» Work item: Scan the data below and copy each line where "tokio" occurs.

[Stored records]
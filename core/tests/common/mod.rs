// tests/common/mod.rs
#![allow(dead_code)] // Allow unused code in this common test module

use async_trait::async_trait;
use esbflow::{
  from_fn, Event, FlowError, FlowListener, FlowResult, Lifecycle, LifecyclePhase, MessageSource,
  NonBlockingMessageSource, PathContainer, Processor, RedeliveryPolicy,
};
use parking_lot::Mutex;
use std::sync::{
  atomic::{AtomicUsize, Ordering},
  Arc,
};
use std::time::Duration;
use tokio::sync::mpsc;
use tracing::Level;

// --- Common Processor Creators ---

/// Appends `suffix` to the payload.
pub fn appender(suffix: &'static str) -> Arc<dyn Processor> {
  from_fn(format!("append-{}", suffix), move |event: Event| async move {
    tracing::debug!(target: "test_processors", suffix, "appending");
    Ok::<_, FlowError>(event.append_payload(suffix))
  })
}

/// Fails every event with `message`.
pub fn failing_processor(message: &'static str) -> Arc<dyn Processor> {
  from_fn("failing", move |_event: Event| async move { Err::<Event, _>(anyhow::anyhow!(message)) })
}

/// Counts the events it sees and passes them through.
pub fn counting_processor(counter: Arc<AtomicUsize>) -> Arc<dyn Processor> {
  from_fn("counting", move |event: Event| {
    let counter = Arc::clone(&counter);
    async move {
      counter.fetch_add(1, Ordering::SeqCst);
      Ok::<_, FlowError>(event)
    }
  })
}

/// Waits for a permit on `gate` before passing the event on. Tracks how many
/// events are inside at once in `active`, keeping the peak in `peak`.
pub fn gated_processor(gate: Arc<tokio::sync::Semaphore>, active: Arc<AtomicUsize>, peak: Arc<AtomicUsize>) -> Arc<dyn Processor> {
  from_fn("gated", move |event: Event| {
    let gate = Arc::clone(&gate);
    let active = Arc::clone(&active);
    let peak = Arc::clone(&peak);
    async move {
      let now = active.fetch_add(1, Ordering::SeqCst) + 1;
      peak.fetch_max(now, Ordering::SeqCst);
      let permit = gate.acquire().await;
      active.fetch_sub(1, Ordering::SeqCst);
      drop(permit);
      Ok::<_, FlowError>(event)
    }
  })
}

// --- Lifecycle tracking ---

/// Shared, ordered record of lifecycle calls, e.g. `"p1:start"`.
#[derive(Clone, Default)]
pub struct LifecycleLog(Arc<Mutex<Vec<String>>>);

impl LifecycleLog {
  pub fn record(&self, entry: String) {
    self.0.lock().push(entry);
  }

  pub fn entries(&self) -> Vec<String> {
    self.0.lock().clone()
  }

  pub fn count(&self, entry: &str) -> usize {
    self.0.lock().iter().filter(|e| e.as_str() == entry).count()
  }

  pub fn clear(&self) {
    self.0.lock().clear();
  }
}

fn phase_label(phase: LifecyclePhase) -> &'static str {
  match phase {
    LifecyclePhase::Initialise => "initialise",
    LifecyclePhase::Start => "start",
    LifecyclePhase::Stop => "stop",
    LifecyclePhase::Dispose => "dispose",
  }
}

fn track(name: &str, log: &LifecycleLog, fail_on: Option<LifecyclePhase>, phase: LifecyclePhase) -> FlowResult<()> {
  log.record(format!("{}:{}", name, phase_label(phase)));
  if fail_on == Some(phase) {
    return Err(FlowError::lifecycle(
      name,
      phase,
      anyhow::anyhow!("{} refused to {}", name, phase_label(phase)),
    ));
  }
  Ok(())
}

/// A processor that appends its suffix and records every lifecycle call.
pub struct TrackedProcessor {
  name: String,
  suffix: String,
  log: LifecycleLog,
  fail_on: Option<LifecyclePhase>,
}

impl TrackedProcessor {
  pub fn new(name: &str, log: &LifecycleLog) -> Self {
    Self {
      name: name.to_string(),
      suffix: name.to_string(),
      log: log.clone(),
      fail_on: None,
    }
  }

  pub fn failing_on(mut self, phase: LifecyclePhase) -> Self {
    self.fail_on = Some(phase);
    self
  }

  pub fn shared(self) -> Arc<dyn Processor> {
    Arc::new(self)
  }
}

#[async_trait]
impl Processor for TrackedProcessor {
  async fn process(&self, event: Event) -> FlowResult<Event> {
    Ok(event.append_payload(&self.suffix))
  }

  fn name(&self) -> &str {
    &self.name
  }

  fn lifecycle(&self) -> Option<&dyn Lifecycle> {
    Some(self)
  }
}

impl Lifecycle for TrackedProcessor {
  fn initialise(&self) -> FlowResult<()> {
    track(&self.name, &self.log, self.fail_on, LifecyclePhase::Initialise)
  }

  fn start(&self) -> FlowResult<()> {
    track(&self.name, &self.log, self.fail_on, LifecyclePhase::Start)
  }

  fn stop(&self) -> FlowResult<()> {
    track(&self.name, &self.log, self.fail_on, LifecyclePhase::Stop)
  }

  fn dispose(&self) -> FlowResult<()> {
    track(&self.name, &self.log, self.fail_on, LifecyclePhase::Dispose)
  }
}

// --- Message sources ---

/// A configurable message source: optionally non-blocking, optionally with a
/// redelivery policy, optionally failing a lifecycle phase.
pub struct TestSource {
  name: String,
  log: LifecycleLog,
  fail_on: Option<LifecyclePhase>,
  non_blocking: bool,
  redelivery: Option<RedeliveryPolicy>,
  listener: Mutex<Option<FlowListener>>,
  reply_tx: mpsc::UnboundedSender<FlowResult<Option<Event>>>,
  reply_rx: tokio::sync::Mutex<mpsc::UnboundedReceiver<FlowResult<Option<Event>>>>,
}

impl TestSource {
  pub fn new(name: &str, log: &LifecycleLog) -> Self {
    let (reply_tx, reply_rx) = mpsc::unbounded_channel();
    Self {
      name: name.to_string(),
      log: log.clone(),
      fail_on: None,
      non_blocking: false,
      redelivery: None,
      listener: Mutex::new(None),
      reply_tx,
      reply_rx: tokio::sync::Mutex::new(reply_rx),
    }
  }

  pub fn plain() -> Self {
    Self::new("source", &LifecycleLog::default())
  }

  pub fn non_blocking(mut self) -> Self {
    self.non_blocking = true;
    self
  }

  pub fn with_redelivery(mut self) -> Self {
    self.redelivery = Some(RedeliveryPolicy::default());
    self
  }

  pub fn failing_on(mut self, phase: LifecyclePhase) -> Self {
    self.fail_on = Some(phase);
    self
  }

  pub fn has_listener(&self) -> bool {
    self.listener.lock().is_some()
  }

  /// Pushes an inbound event into the flow through the installed listener.
  pub async fn push(&self, event: Event) -> FlowResult<Option<Event>> {
    let listener = self
      .listener
      .lock()
      .clone()
      .ok_or_else(|| FlowError::Internal("no listener installed".to_string()))?;
    listener.on_event(event).await
  }

  /// Waits for the next out-of-band reply.
  pub async fn next_reply(&self) -> FlowResult<Option<Event>> {
    let mut rx = self.reply_rx.lock().await;
    match tokio::time::timeout(Duration::from_secs(5), rx.recv()).await {
      Ok(Some(reply)) => reply,
      Ok(None) => Err(FlowError::Internal("reply channel closed".to_string())),
      Err(_) => Err(FlowError::Internal("timed out waiting for a reply".to_string())),
    }
  }
}

impl MessageSource for TestSource {
  fn set_listener(&self, listener: FlowListener) {
    *self.listener.lock() = Some(listener);
  }

  fn name(&self) -> &str {
    &self.name
  }

  fn lifecycle(&self) -> Option<&dyn Lifecycle> {
    Some(self)
  }

  fn as_non_blocking(&self) -> Option<&dyn NonBlockingMessageSource> {
    if self.non_blocking {
      Some(self)
    } else {
      None
    }
  }

  fn redelivery_policy(&self) -> Option<RedeliveryPolicy> {
    self.redelivery
  }
}

impl NonBlockingMessageSource for TestSource {
  fn reply(&self, result: FlowResult<Option<Event>>) {
    let _ = self.reply_tx.send(result);
  }
}

impl Lifecycle for TestSource {
  fn initialise(&self) -> FlowResult<()> {
    track(&self.name, &self.log, self.fail_on, LifecyclePhase::Initialise)
  }

  fn start(&self) -> FlowResult<()> {
    track(&self.name, &self.log, self.fail_on, LifecyclePhase::Start)
  }

  fn stop(&self) -> FlowResult<()> {
    track(&self.name, &self.log, self.fail_on, LifecyclePhase::Stop)
  }

  fn dispose(&self) -> FlowResult<()> {
    track(&self.name, &self.log, self.fail_on, LifecyclePhase::Dispose)
  }
}

// --- Path containers ---

/// A pass-through processor that privately manages one inner processor and
/// counts how often its inner paths are requested.
pub struct CountingContainer {
  inner: Arc<dyn Processor>,
  inner_path: String,
  builds: Arc<AtomicUsize>,
}

impl CountingContainer {
  pub fn new(inner: Arc<dyn Processor>, inner_path: &str, builds: Arc<AtomicUsize>) -> Self {
    Self {
      inner,
      inner_path: inner_path.to_string(),
      builds,
    }
  }
}

#[async_trait]
impl Processor for CountingContainer {
  async fn process(&self, event: Event) -> FlowResult<Event> {
    self.inner.process(event).await
  }

  fn name(&self) -> &str {
    "counting-container"
  }

  fn path_container(&self) -> Option<&dyn PathContainer> {
    Some(self)
  }
}

impl PathContainer for CountingContainer {
  fn inner_paths(&self) -> Vec<(Arc<dyn Processor>, String)> {
    self.builds.fetch_add(1, Ordering::SeqCst);
    vec![(Arc::clone(&self.inner), self.inner_path.clone())]
  }
}

// --- Helper for Tracing Setup (call once per test run if needed) ---
use once_cell::sync::Lazy;
static TRACING_INIT: Lazy<()> = Lazy::new(|| {
  tracing_subscriber::fmt()
    .with_max_level(Level::DEBUG)
    .with_test_writer() // Important for tests to capture output
    .try_init()
    .ok(); // Allow multiple initializations in tests (ok if fails)
});

pub fn setup_tracing() {
  Lazy::force(&TRACING_INIT);
}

» Response to the task:
use tokio::sync::mpsc;
pub fn gated_processor(gate: Arc<tokio::sync::Semaphore>, active: Arc<AtomicUsize>, peak: Arc<AtomicUsize>) -> Arc<dyn Processor> {
  reply_rx: tokio::sync::Mutex<mpsc::UnboundedReceiver<FlowResult<Option<Event>>>>,
      reply_rx: tokio::sync::Mutex::new(reply_rx),
    match tokio::time::timeout(Duration::from_secs(5), rx.recv()).await {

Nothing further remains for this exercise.